このテヤンの様子を見るに、きっとこの結婚は望まれたものではないだろう。

そもそも見ず知らずの日本人(テヤンにとっては)と結婚というのが理解できない。

なんだか、叔父に対してとてつもなく腹が立ってきた。

私は大きく深呼吸すると、両手で頬を叩いて、画面へ向かった。

「テヤン氏!」

私の声を聞き、テヤンは驚きを隠せない様子だ。

そんな私の凄みに押されて、叔父は黙って席を譲ってきた。

私はその席には座らずに、PCが置いてあるテーブルに勢いよく両手を叩きつけた。

「ソルジキマルヘ!(正直に言って!)ナラン、キョロナゴシッポ?(私と結婚したい?)」

私の眉間に自然と皺がよる。

別にテヤンに対して怒っている訳ではないのに、怒りが隠せない。

さぁ、言って。

"싫어요シロヨ(嫌です)"と。

こんな結婚を望んでいません、と。

그래야죠クレヤジョ(するべきでしょう)」

私は頭を覆い隠した。

即答だった。

そうか、私を差し置いてこの縁談は進んでいるんだ。

理由は分からなくとも利益があるからこその縁談のはずだ。

「ほら、テヤンも結婚したがってるだろう?」

叔父が追い討ちをかけてくる。

うるさい、人の人生ををなんだと…。

人の将来をなんだと思っているんだ。

그리고クリゴ 당신도タンシンド그렇죠クレジョ?(それに貴方もそうでしょう?)」
「嫌。
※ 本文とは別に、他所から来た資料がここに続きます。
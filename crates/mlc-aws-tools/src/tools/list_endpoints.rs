//! list_endpoints — SageMaker inference endpoints and their status.

use async_trait::async_trait;
use serde_json::json;

use crate::api::AwsApi;
use crate::error::AwsResult;
use crate::retry::{self, RetryPolicy};
use crate::tools::bounded_limit;
use crate::types::AwsTool;
use mlc_protocol::ToolOutcome;

pub struct ListEndpoints;

#[async_trait]
impl AwsTool for ListEndpoints {
    fn name(&self) -> &str {
        "list_endpoints"
    }

    fn description(&self) -> &str {
        "List SageMaker inference endpoints with their status and creation time"
    }

    fn parameters_schema(&self) -> serde_json::Value {
        json!({
            "type": "object",
            "properties": {
                "max_results": {
                    "type": "integer",
                    "minimum": 1,
                    "maximum": 100,
                    "description": "Maximum number of endpoints to return (default: 50)",
                    "default": 50
                }
            },
            "required": []
        })
    }

    async fn execute(
        &self,
        args: serde_json::Value,
        api: &dyn AwsApi,
        policy: &RetryPolicy,
    ) -> AwsResult<ToolOutcome> {
        let max_results = bounded_limit(&args, "max_results", 50)?;

        let endpoints = retry::call(policy, || api.list_endpoints(max_results)).await?;

        let in_service = endpoints.iter().filter(|e| e.status.is_in_service()).count();
        let endpoint_count = endpoints.len();
        let rows: Vec<_> = endpoints
            .iter()
            .map(|e| {
                json!({
                    "name": e.name,
                    "status": e.status.as_str(),
                    "created_at": e.created_at,
                })
            })
            .collect();

        let data = json!({
            "endpoint_count": endpoint_count,
            "in_service_count": in_service,
            "endpoints": rows,
        });

        tracing::info!(endpoint_count, in_service, "listed endpoints");
        Ok(ToolOutcome::success(
            self.name(),
            data,
            format!("Found {endpoint_count} endpoint(s), {in_service} in service"),
        ))
    }
}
」

私の否定に叔父もテヤンも驚いていた。

こんな良縁を断るなんて、と仮にテヤンペンに殺されても良い。

「借金する覚悟はあるのか?」

借金と言っても身内への借金だ。

ファン失格だが初期の頃のグッズやサノク、ヨントン限定のグッズを売れば少しは足しになるだろう。

辛いが、私の人生を簡単に投げ出す訳にはいかない。

そして、cutter代表として言える。

メンバーはまだ結婚すべきではない。

私が頷くと、画面越しにテヤンが笑い始めた。